Catherine sat, glancing down at the documents he had on display.
“Let us begin with the list,” she said. “If we know who is arriving when, the rest will fall into place more easily.”
Marcus opened the uppermost folder and passed her the first page. They worked in companionable silence for some time until Marcus reached behind her for a volume shelved to her left. As he leaned forward, his coat brushed against the back of her gown. The contact was brief but distinct.

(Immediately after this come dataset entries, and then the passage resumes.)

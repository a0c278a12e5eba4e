use crate::error::SearchError;
use crate::terrain::Accessibility;
use crate::{DIAGONAL_SURCHARGE, TIE_BREAK_FACTOR};

#[cfg(feature = "serde")]
use serde::{Deserialize, Serialize};

/// Selects between uniform-cost search and heuristic-guided search.
#[derive(Clone, Copy, Debug, PartialEq, Eq, Hash, Default)]
#[cfg_attr(feature = "serde", derive(Serialize, Deserialize))]
pub enum HeuristicMode {
    #[default]
    Dijkstra,
    AStar,
}

impl HeuristicMode {
    pub fn name(self) -> &'static str {
        match self {
            HeuristicMode::Dijkstra => "Dijkstra",
            HeuristicMode::AStar => "A*",
        }
    }
}

/// Parameters of a single search call. Passed by reference into [search](crate::search) and
/// never modified by it.
#[derive(Clone, Debug, PartialEq)]
#[cfg_attr(feature = "serde", derive(Serialize, Deserialize))]
pub struct SearchOptions {
    /// Whether the four diagonal moves are generated in addition to the cardinal ones.
    pub allow_diagonal: bool,
    pub heuristic_mode: HeuristicMode,
    /// Scales the heuristic in [HeuristicMode::AStar]. A weight of 0 behaves like Dijkstra,
    /// weights above 1 give Weighted A*.
    pub heuristic_weight: f64,
    /// Inflates the heuristic by [tie_break_factor](Self::tie_break_factor) so that among
    /// equal cost candidates the one closest to the goal is expanded first. Paths found with
    /// this enabled are not guaranteed to be optimal.
    pub tie_break: bool,
    pub accessibility: Accessibility,
    /// Added on top of the terrain weight for each diagonal move.
    pub diagonal_surcharge: f64,
    pub tie_break_factor: f64,
}

impl Default for SearchOptions {
    fn default() -> SearchOptions {
        SearchOptions {
            allow_diagonal: false,
            heuristic_mode: HeuristicMode::Dijkstra,
            heuristic_weight: 1.0,
            tie_break: false,
            accessibility: Accessibility::default(),
            diagonal_surcharge: DIAGONAL_SURCHARGE,
            tie_break_factor: TIE_BREAK_FACTOR,
        }
    }
}

impl SearchOptions {
    pub fn dijkstra() -> SearchOptions {
        SearchOptions::default()
    }

    pub fn astar(heuristic_weight: f64) -> SearchOptions {
        SearchOptions {
            heuristic_mode: HeuristicMode::AStar,
            heuristic_weight,
            ..SearchOptions::default()
        }
    }

    pub fn with_diagonal(mut self, allow_diagonal: bool) -> SearchOptions {
        self.allow_diagonal = allow_diagonal;
        self
    }

    pub fn with_heuristic_weight(mut self, heuristic_weight: f64) -> SearchOptions {
        self.heuristic_weight = heuristic_weight;
        self
    }

    pub fn with_tie_break(mut self, tie_break: bool) -> SearchOptions {
        self.tie_break = tie_break;
        self
    }

    pub fn with_accessibility(mut self, accessibility: Accessibility) -> SearchOptions {
        self.accessibility = accessibility;
        self
    }

    /// The factor the raw heuristic estimate is multiplied by.
    pub fn heuristic_scale(&self) -> f64 {
        let mut scale = self.heuristic_weight;
        if self.tie_break {
            scale *= self.tie_break_factor;
        }
        scale
    }

    /// Checks that the numeric options are usable.
    pub fn validate(&self) -> Result<(), SearchError> {
        if !self.heuristic_weight.is_finite() || self.heuristic_weight < 0.0 {
            return Err(SearchError::InvalidOption(format!(
                "heuristic weight must be a non-negative number, got {}",
                self.heuristic_weight
            )));
        }
        if !self.diagonal_surcharge.is_finite() || self.diagonal_surcharge < 0.0 {
            return Err(SearchError::InvalidOption(format!(
                "diagonal surcharge must be a non-negative number, got {}",
                self.diagonal_surcharge
            )));
        }
        if !self.tie_break_factor.is_finite() || self.tie_break_factor < 1.0 {
            return Err(SearchError::InvalidOption(format!(
                "tie-break factor must be at least 1, got {}",
                self.tie_break_factor
            )));
        }
        Ok(())
    }
}
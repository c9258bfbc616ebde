use descrypt::error::Error;
use descrypt::unix_crypt;

use clap::{Args, Parser, Subcommand};
use rand::rngs::OsRng;
use rand::Rng;
use std::io;
use std::process;

const SALT_CHARS: &[u8] = b"./0123456789ABCDEFGHIJKLMNOPQRSTUVWXYZabcdefghijklmnopqrstuvwxyz";

#[derive(Debug, Parser)]
#[command(author, version, about)]
#[command(infer_subcommands = true)]
#[command(args_conflicts_with_subcommands = true)]
struct Cli {
    #[command(subcommand)]
    command: Option<Commands>,

    #[command(flatten)]
    generate: GenerateArgs,
}

#[derive(Debug, Subcommand)]
enum Commands {
    /// Hash a password
    Generate(GenerateArgs),
    /// Check a password against a stored hash
    Validate(ValidateArgs),
}

#[derive(Clone, Debug, Args)]
struct GenerateArgs {
    #[arg(long, short)]
    password: Option<String>,
    /// Two-character salt; randomly generated when absent
    #[arg(long, short)]
    salt: Option<String>,
}

#[derive(Clone, Debug, Args)]
struct ValidateArgs {
    #[arg(long, short)]
    password: Option<String>,
    /// Stored hash, bare or with a {CRYPT} prefix
    hash: String,
}

fn gen_salt_str() -> String {
    let mut rng = OsRng;
    (0..unix_crypt::SALT_LEN)
	.map(|_| SALT_CHARS[rng.gen_range(0..SALT_CHARS.len())] as char)
	.collect()
}

fn generate(GenerateArgs { password, salt }: GenerateArgs) -> io::Result<()> {
    let pw = prompt_new_password(password)?;
    let salt = salt.unwrap_or_else(gen_salt_str);
    match unix_crypt::hash_with(&salt, pw) {
	Ok(hash) => println!("{}", hash),
	Err(e) => {
	    eprintln!("Error: {}", e);
	    process::exit(1);
	}
    }
    Ok(())
}

fn validate(ValidateArgs { password, hash }: ValidateArgs) -> io::Result<()> {
    let pw = match password {
	Some(pw) => pw,
	None => rpassword::prompt_password("Enter password: ")?,
    };
    match unix_crypt::verify(pw, &hash) {
	Ok(()) => println!("valid"),
	Err(Error::Mismatch) => println!("not valid"),
	Err(e) => {
	    eprintln!("Error: {}", e);
	    process::exit(1);
	}
    }
    Ok(())
}

fn main() -> Result<(), Box<dyn std::error::Error>> {
    let cli = Cli::parse();
    let cmd = cli.command.unwrap_or(Commands::Generate(cli.generate));
    match cmd {
	Commands::Generate(args) => generate(args)?,
	Commands::Validate(args) => validate(args)?,
    };
    Ok(())
}

fn prompt_new_password(password: Option<String>) -> io::Result<String> {
    match password {
	Some(pw) => Ok(pw),
	None => loop {
	    let pw = rpassword::prompt_password("Enter new password: ")?;
	    let confirmed = rpassword::prompt_password("Retype new password: ")?;
	    if pw == confirmed {
		return Ok(pw);
	    }
	    println!("Error: Passwords don't match!")
	},
    }
}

Catherine stilled. The brush of fabric across her back held no significance beyond proximity, yet it sent a tremor of awareness through her. She felt Marcus draw back as quickly as courtesy allowed, though the air between them now felt altered.
“Pardon me,” he said.
Catherine cleared her throat, hating the flush she felt spreading on her cheeks.
“Of course,” she said.
She lowered her eyes to the page before her, though the names upon it seemed suddenly blurred. Her thoughts, once orderly, unravelled into scattered impressions. The warmth of his nearness lingered; the faint scent of his shaving soap and cologne still touched her senses. This marriage had been intended as rational, practical, nothing more. Yet each smallexchange between them suggested the possibility of something she scarcely knew how to define.